Government, however, is concerned that retaining the yellow card may open the door to vexatious or frivolous litigation.
In response to this, Serrao pointed out that this concern could be mitigated in the legislation and discouraged through enabling the Competition Tribunal to award costs against parties found guilty of vexatious or frivolous litigation.
This, he elaborated, has the benefit of retaining the advantages of the yellow card regime while addressing government’s concerns.
Serrao further noted that Section 9 of the Act, as it currently stands, prohibits price discrimination by a dominant firm if the price discrimination implicates equivalent transactions and is likely to result in a substantial lessening or prevention of competition.

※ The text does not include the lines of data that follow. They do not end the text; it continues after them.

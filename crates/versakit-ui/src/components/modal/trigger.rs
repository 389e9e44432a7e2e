//! Open trigger.

use super::{SlotProps, use_overlay};
use crate::components::foundations::extra_class;
use crate::core::slot::SlotCapabilities;
use yew::prelude::*;

/// Props for [`Trigger`].
#[derive(Properties, PartialEq)]
pub struct TriggerProps {
    /// Runs before the overlay opens.
    #[prop_or_default]
    pub onclick: Option<Callback<MouseEvent>>,
    /// Classes for the rendered button.
    #[prop_or_default]
    pub class: Classes,
    /// Reference to the rendered element.
    #[prop_or_default]
    pub node_ref: NodeRef,
    /// Render a caller element instead of the default button.
    #[prop_or_default]
    pub render: Option<Callback<SlotProps, Html>>,
    /// What the `render` callback accepts.
    #[prop_or_default]
    pub capabilities: SlotCapabilities,
    /// Button content.
    #[prop_or_default]
    pub children: Children,
}

/// Control that opens the enclosing overlay.
#[function_component(Trigger)]
pub fn trigger(props: &TriggerProps) -> Html {
    let overlay = use_overlay("Trigger");

    let onclick = {
        let user = props.onclick.clone();
        let set_open = overlay.set_open;
        Callback::from(move |event: MouseEvent| {
            if let Some(user) = &user {
                user.emit(event);
            }
            set_open.emit(true);
        })
    };

    if let Some(render) = &props.render {
        let class = extra_class(&props.class)
            .and_then(|class| props.capabilities.class_for(&class))
            .map(AttrValue::from);
        return render.emit(SlotProps {
            class,
            onclick,
            node_ref: props
                .capabilities
                .forwards_ref
                .then(|| props.node_ref.clone()),
            aria_label: None,
        });
    }

    html! {
        <button
            type="button"
            ref={props.node_ref.clone()}
            class={props.class.clone()}
            aria-haspopup="dialog"
            aria-expanded={overlay.open.to_string()}
            onclick={onclick}
        >
            { for props.children.iter() }
        </button>
    }
}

This discrimination may be justified on certain grounds, he said, pointing to allowances for differences in cost of supply, meeting price competition and changing market conditions.
Busa supports the Minister’s objective behind the proposed amendments to this section to address the potential effects of anticompetitive price discrimination on small and medium-sizedbusinesses and firms that are controlled by historically disadvantaged persons.
However, Serrao highlighted Busa’s concern around the move away from the existing test of establishing a substantial lessening of competition (SLC).
For this reason, he explained that Busa would be supportive of provisions that specifically protect small businesses and firms owned by historically disadvantaged persons, while retaining the overall SLC test.
In addition, Busa had a number of concerns regarding the market enquiry provisions in the draft Bill.
The proposals in the Bill envisage a limited role for the tribunal in exercising oversight, Serrao explained, pointing out that the tribunal constitutes an important safeguard and has the capacity to regulate complex findings arising from market inquiries.
The tribunal should have a role in developing recommendations, he said.
On Busa’s behalf, Serrao proposed that no binding remedy may be imposed if a finding by the commission, which has been confirmed by the tribunal, based on SLC, is absent.
This should be subject to appeal, he said.
He further suggested that the trigger for a market inquiry should be on the basis of credible information and should take place in two stages.
Firstly, an initial fact-finding exercise should take place through requests for information, which will then be followed by a “full-blown” market inquiry on the basis of anticompetitive features made visible in the fact-finding exercise.
While Busa did not argue against the concept when it was raised in the context of the National Economic Development and Labour Council engagements, Serrao pointed out that there are justifiable concerns around how this provision will be implemented in practice.
“It will be incumbent on the executive to use these new-found powers in a manner that strikes an effective balance between securing South Africa’s national interest and encouraging investment,” he stated.
Interventions in this regard, he added, should not be seen as being exercised arbitrarily or result in undue delays in merger proceedings.
In Busa’s view, Serrao explained, it is essential that these powers are used responsibly and that government provides maximum guidance to the market on government’s approach to national security in terms of policy and executive transparency, as well as communication interventions through information transparency.
Busa, meanwhile, largely endorses the objectives of the Competition Amendment Bill, while supporting the promotion of entry into market of small and medium-sized businesses and firms owned by historically disadvantaged persons.
However, Serrao pointed out that a balance is required between addressing anticompetitive practices and behaviour, dealing with markets that are exclusionary and enabling investment and growth in the economy.
Another key concern for Busa is the initial diagnosis of the problem, while another concern is on how to define market share.
Market share could refer to a firm’s participation in certain product lines in a market, or its share in the market, Serrao explained, but said the debate is “simply not academic if it informs the use of some of the powers created in the envisaged legislation”.